Mon mari Jean-Daniel Lafond et moi-même sommes très heureux de vous accueillir à Rideau Hall, où se tenait plus tôt aujourd’hui le vingt-septième Point des arts.
Qu’est-ce que le Point des arts?
À l’occasion de chaque remise de prix du gouverneur général, nous organisons un forum de discussions qui se veut un espace de dialogue et de réflexion sur les arts et la culture.
Or, le journalisme n’est-il pas un art?
Nous avons donc réuni ce matin des journalistes, différents représentants et artisans des médias écrits et électroniques, des penseurs et des créateurs. Nous nous sommes penchés sur la manière dont vérité et vraisemblance traversent l’espace des médias et sont répercutées dans l’espace public.
Nous avons souligné à grands traits l’importance du discernement, de la rigueur et du temps pour approfondir et rendre les faits.
Nous avons parlé de la nécessité d’un journalisme marqué au sceau de la mémoire, de la conscience, de la pensée critique, l’esprit de nuance et la connaissance. Un journalisme qui va au devant des réalités, qui défait les préjugés, les idées préconçues et élargit notre compréhension.

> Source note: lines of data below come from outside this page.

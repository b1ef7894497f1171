// bases/download_cli/src/args.rs
use clap::{ArgGroup, Parser};
use media_downloader::Resolution;
use std::num::NonZeroUsize;
use std::path::PathBuf;

/// Download videos from a URL or from every URL in a file
#[derive(Parser, Debug)]
#[command(author, version, about, long_about = None)]
#[command(group(
    ArgGroup::new("source")
        .required(true)
        .multiple(true)
        .args(["url", "urls_file"])
))]
pub struct Args {
    /// URL of a single video to download
    #[arg(short, long)]
    pub url: Option<String>,

    /// Text file with one URL per line (.txt)
    #[arg(short = 'f', long, alias = "urls_file")]
    pub urls_file: Option<PathBuf>,

    /// Directory the videos are downloaded to
    #[arg(short, long, alias = "output_dir", default_value = ".")]
    pub output_dir: PathBuf,

    /// Resolution to download, e.g. 720p (default: highest available)
    #[arg(short, long)]
    pub resolution: Option<Resolution>,

    /// Extract the audio track as mp3
    #[arg(long)]
    pub mp3: bool,

    /// Keep the mp4 after extracting mp3
    #[arg(long, requires = "mp3")]
    pub keep_video: bool,

    /// Number of parallel downloads (default: number of CPUs)
    #[arg(short, long)]
    pub jobs: Option<NonZeroUsize>,

    /// yt-dlp executable
    #[arg(long = "yt-dlp", env = "YT_DLP_PATH", default_value = "yt-dlp")]
    pub yt_dlp: PathBuf,

    /// ffmpeg executable, also passed to yt-dlp for merging
    #[arg(long, env = "FFMPEG_PATH")]
    pub ffmpeg: Option<PathBuf>,

    /// Enable verbose output
    #[arg(short, long)]
    pub verbose: bool,
}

Il a beaucoup été question aussi de la façon dont la diversité et la pluralité des points de vue dans notre pays ont du mal à être reflétées.
C’est la troisième fois que je participe à la remise du Prix Michener depuis mon installation à la fonction de gouverneur général du Canada en 2005. Permettez-moi de vous confier que ces prix revêtent pour moi une signification toute particulière. Car, comme plusieurs d’entre vous le savez, j’ai été journaliste avant que de défrayer moi-même les manchettes.

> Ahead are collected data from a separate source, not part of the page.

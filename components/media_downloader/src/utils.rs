// components/media_downloader/src/utils.rs
use std::path::PathBuf;

const FALLBACK_STEM: &str = "video";

/// Longest file name, in bytes, accepted by common filesystems
const MAX_FILE_NAME_BYTES: usize = 255;

/// File name for a downloaded title with the given extension
///
/// The extension is appended rather than substituted so titles containing
/// dots ("Ep. 1") keep their full text.
pub fn output_file_name(title: &str, ext: &str) -> PathBuf {
    let stem = sanitize_filename::sanitize(title.trim());
    let stem = stem.trim();
    let stem = if stem.is_empty() { FALLBACK_STEM } else { stem };
    let stem = truncate_on_char_boundary(stem, MAX_FILE_NAME_BYTES - ext.len() - 1).trim_end();

    PathBuf::from(format!("{}.{}", stem, ext))
}

fn truncate_on_char_boundary(text: &str, max_bytes: usize) -> &str {
    if text.len() <= max_bytes {
        return text;
    }
    let mut end = max_bytes;
    while !text.is_char_boundary(end) {
        end -= 1;
    }
    &text[..end]
}

#[cfg(test)]
mod tests {
    use super::*;

    #[test]
    fn test_output_file_name() {
        let filename = output_file_name("Test Video", "mp4");
        assert_eq!(filename, PathBuf::from("Test Video.mp4"));
    }

    #[test]
    fn test_dots_in_title_are_kept() {
        let filename = output_file_name("Lecture 3. Backprop v2.1", "mp3");
        assert_eq!(filename, PathBuf::from("Lecture 3. Backprop v2.1.mp3"));
    }

    #[test]
    fn test_invalid_characters_are_removed() {
        let filename = output_file_name(r#"a test/file:with*invalid?chars"#, "mp4");
        let filename_str = filename.to_string_lossy();

        for forbidden in ['/', ':', '*', '?'] {
            assert!(
                !filename_str.contains(forbidden),
                "filename '{}' should not contain '{}'",
                filename_str,
                forbidden
            );
        }
        assert!(filename_str.ends_with(".mp4"));
    }

    #[test]
    fn test_empty_title_falls_back() {
        assert_eq!(output_file_name("  ", "mp4"), PathBuf::from("video.mp4"));
        assert_eq!(output_file_name("///", "mp4"), PathBuf::from("video.mp4"));
    }

    #[test]
    fn test_long_multibyte_title_fits_file_name_limit() {
        let filename = output_file_name(&"日".repeat(100), "mp4");
        let name = filename.to_str().unwrap();

        assert!(name.len() <= MAX_FILE_NAME_BYTES, "{} bytes", name.len());
        assert!(name.ends_with(".mp4"));
        assert!(name.starts_with("日日日"));

        let dir = tempfile::TempDir::new().unwrap();
        std::fs::write(dir.path().join(&filename), b"video").unwrap();
    }

    #[test]
    fn test_short_title_is_not_truncated() {
        let title = "a".repeat(MAX_FILE_NAME_BYTES - 4);
        let filename = output_file_name(&title, "mp4");
        assert_eq!(filename.to_str().unwrap().len(), MAX_FILE_NAME_BYTES);
    }
}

Et l’une des premières choses que j’ai apprises en arrivant à Ottawa, c’est en quelque sorte l’envers de la pratique journalistique. Celui qui consiste à être l’objet des nouvelles, voire à être parfois le prétexte pour vendre de la copie. Ce n’est pas toujours facile.
Mon récent voyage en France, que j’ai entrepris comme tous les autres voyages officiels qui m’ont conduite en Italie, en Haïti, au Chili, en Algérie, au Mali, au Ghana, en Afrique du sud, au Maroc, en Afghanistan, en République tchèque, au Brésil et en Argentine, a marqué un apogée dans le genre.
Y étais-je en vertu d’un « complot », pour « voler la vedette », selon plusieurs titres à la une, ou plus pernicieusement, pour mettre en valeur mon accent « pointu », aux dires de certains?
Je dirais plus simplement que j’y étais à titre de chef d’État, francophone, Québécoise, et fière de représenter l’ensemble des Canadiennes et des Canadiens, en cette année solennelle, je dirais, où nous commémorons une page décisive de notre histoire collective : le quatre centième anniversaire de la fondation de la ville de Québec.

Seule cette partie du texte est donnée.